Éditorial

Dans la tempête

Rédactrice en chef de la revue "Hommes & Migrations"

Les élections européennes révèlent l’opposition radicale d’une large partie de l’opinion française à l’immigration. Opposition alimentée par des discours qui agitent le chiffon rouge du grand remplacement, de l’invasion étrangère et des conflits religieux. Les inquiétudes multiples qui s’expriment devraient inciter les institutions scientifiques et culturelles à redoubler d’efforts dans leurs missions d’explicitation et de dialogue, nécessaires pour produire un projet sociétal commun, une citoyenneté ouverte et une solidarité active. Dans la tempête, il s’agit de combattre avec une vigueur renouvelée certains des préjugés majeurs qui construisent, dans l’imaginaire des Français, l’immigration comme un problème et un ennemi de notre société. Celui de l’échec de l’intégration imputé aux spécificités des migrations postcoloniales et non européennes figure en première ligne.

Des classes moyennes invisibles

La revue publie une série d’articles sur la mobilité sociale des migrants et de leurs descendants, en relation avec la constitution de classes moyennes issues des générations migratoires successives. Les travaux attestent d’une dynamique d’ascension de fond, d’autant plus remarquable que les immigrés et leurs enfants partent de conditions sociales plus défavorisées comparées à celles des catégories populaires nationales. Ils soulignent aussi l’extrême diversité des stratégies d’accès, des positions socioprofessionnelles, des choix résidentiels, des sentiments d’appartenance de ces classes moyennes. Composites et plurielles, elles ne parviennent pas à acquérir de visibilité publique en tant que telles, ni à contredire le crédo d’une crise de l’immigration.

Le paradoxe de la mobilité

En complément de cette mobilité silencieuse des immigrés en France, les nouvelles migrations tendent à être de plus en plus qualifiées. Elles fournissent en travailleurs diplômés des secteurs entiers sous tension (santé, éducation, technologie…). Ces profils dotés également de compétences transnationales et entrepreneuriales performantes participent à la vitalité économique et à l’innovation. Le paradoxe de cette situation doublement positive, c’est qu’elle ne parvient pas à briser le plafond de verre qui touche les immigrations postcoloniales comme les plus récentes. Leur mobilité sociale est vécue comme une course semée d’obstacles, tant les personnes concernées déclarent avoir subi des discriminations ré-activées par des mécanismes de racialisation ou d’essentialisation. Le passage d’une classe à l’autre s’accompagne d’un fort sentiment d’injustice, de racisme et de relégation, tout en incitant à des formes de politisation dans une société maltraitante. Autre choix, celui de l’expatriation vers des pays qui reconnaissent ces personnes à leur juste valeur.

À l’heure des résistances

L’année 2023 a été marquée par la commémoration des luttes immigrées, au premier rang desquelles La Marche pour l’égalité et contre le racisme de 1983. Cette Marche a fait émerger sur la scène politique française une génération d’enfants d’immigrés qui se sont mobilisés pour les droits de leurs parents et ont résisté contre les violences dont ils étaient les cibles. La revue publie une cartographie des commémorations de cet événement central pour la reconnaissance de la place de l’immigration postcoloniale au sein de la société française. Le portfolio présente les résultats de la collecte entreprise par un réseau d’institutions culturelles et de centres d’archives piloté par le Musée national de l’histoire de l’immigration pour sauvegarder les mémoires et constituer un patrimoine de cette histoire militante. La parole est donnée à ceux qui ont façonné l’image photographique de la Marche et construit sa place dans l’histoire des luttes immigrées.

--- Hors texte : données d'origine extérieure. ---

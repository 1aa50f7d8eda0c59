use colored::Colorize;

use crate::device::DeviceRecord;
use crate::reconciler::{ControlStatus, SyncReport};
use crate::registry::{DeviceStats, FirewallExport, ImportReport};

/// Render the device list for terminal output.
pub fn render_devices(devices: &[DeviceRecord]) -> String {
    if devices.is_empty() {
        return "no devices registered".dimmed().to_string();
    }

    let mut out = Vec::new();
    for device in devices {
        let state = if device.enabled {
            "enabled".green()
        } else {
            "disabled".red()
        };
        out.push(format!(
            "{:>4}  {}  {}  [{}]",
            device.id,
            device.mac.cyan(),
            device.name,
            state
        ));
    }
    out.join("\n")
}

/// Render one device in full.
pub fn render_device(device: &DeviceRecord) -> String {
    let mut out = vec![
        format!("id:       {}", device.id),
        format!("name:     {}", device.name),
        format!("mac:      {}", device.mac.cyan()),
        format!("entered:  {}", device.original_mac),
        format!("enabled:  {}", device.enabled),
        format!("added:    {}", device.added_date.format("%Y-%m-%d %H:%M:%S")),
    ];
    if let Some(updated) = device.updated_date {
        out.push(format!("updated:  {}", updated.format("%Y-%m-%d %H:%M:%S")));
    }
    out.join("\n")
}

/// Render the firewall alias snapshot.
pub fn render_export(export: &FirewallExport) -> String {
    let mut out = vec![
        format!("alias:       {}", export.alias_name.cyan()),
        format!("type:        {}", export.alias_type),
        format!("description: {}", export.description),
        "content:".to_string(),
    ];
    for mac in export.content.lines() {
        out.push(format!("  {mac}"));
    }
    out.join("\n")
}

/// Render device counts.
pub fn render_stats(stats: &DeviceStats) -> String {
    format!(
        "devices total={} enabled={} disabled={}",
        stats.total, stats.enabled, stats.disabled
    )
}

/// Render an import outcome: added count plus one line per rejected line.
pub fn render_import(report: &ImportReport) -> String {
    let mut out = vec![format!("imported {} device(s)", report.added)];
    for error in &report.errors {
        out.push(format!("{} {error}", "error:".red()));
    }
    out.join("\n")
}

/// Render enforcement status as checked on the appliance.
pub fn render_status(status: &ControlStatus) -> String {
    let flag = |on: bool| {
        if on {
            "yes".green().to_string()
        } else {
            "no".red().to_string()
        }
    };

    let mut out = vec![
        format!("alias_exists:    {}", flag(status.alias_exists)),
        format!("rule_exists:     {}", flag(status.rule_exists)),
        format!("rule_enabled:    {}", flag(status.rule_enabled)),
        format!("device_count:    {}", status.device_count),
    ];
    out.push(if status.controls_active {
        format!("controls_active: {}", "yes".green().bold())
    } else {
        format!("controls_active: {}", "no".red().bold())
    });
    out.push(format!(
        "last_checked:    {}",
        status.last_checked.format("%Y-%m-%d %H:%M:%S")
    ));
    out.join("\n")
}

/// Render the outcome of a reconciliation pass.
pub fn render_sync(report: &SyncReport, what: &str) -> String {
    let mut out = vec![format!("{} {what}", "ok:".green())];
    for warning in &report.warnings {
        out.push(format!("{} {warning}", "warning:".yellow()));
    }
    out.join("\n")
}

#[cfg(test)]
mod tests {
    use crate::device::DeviceRecord;

    use super::{render_devices, render_stats};
    use crate::registry::DeviceStats;

    #[test]
    fn empty_list_renders_placeholder() {
        colored::control::set_override(false);
        assert_eq!(render_devices(&[]), "no devices registered");
    }

    #[test]
    fn device_lines_carry_id_mac_and_name() {
        colored::control::set_override(false);
        let device = DeviceRecord::new(
            7,
            "Kids Tablet".to_string(),
            "AA:BB:CC:DD:EE:01".to_string(),
            "aabbccddee01".to_string(),
        );
        let text = render_devices(&[device]);
        assert!(text.contains("7"));
        assert!(text.contains("AA:BB:CC:DD:EE:01"));
        assert!(text.contains("Kids Tablet"));
        assert!(text.contains("[enabled]"));
    }

    #[test]
    fn stats_line_is_machine_scannable() {
        let stats = DeviceStats {
            total: 3,
            enabled: 2,
            disabled: 1,
        };
        assert_eq!(render_stats(&stats), "devices total=3 enabled=2 disabled=1");
    }
}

Début 2024, la panthéonisation d’Issak et Mélinée Manouchian a invité à s’interroger sur les parcours de résistance de tous ces exilés, étrangers, apatrides et immigrés, face à l’occupation nazie et aux répressions antisémites et xénophobes du régime de Vichy. L’enquête sur les traces de Louisa Aslanian, écrivaine d’origine arménienne, contribue à sortir de l’oubli une figure de résistante... inspirante en ces temps incertains.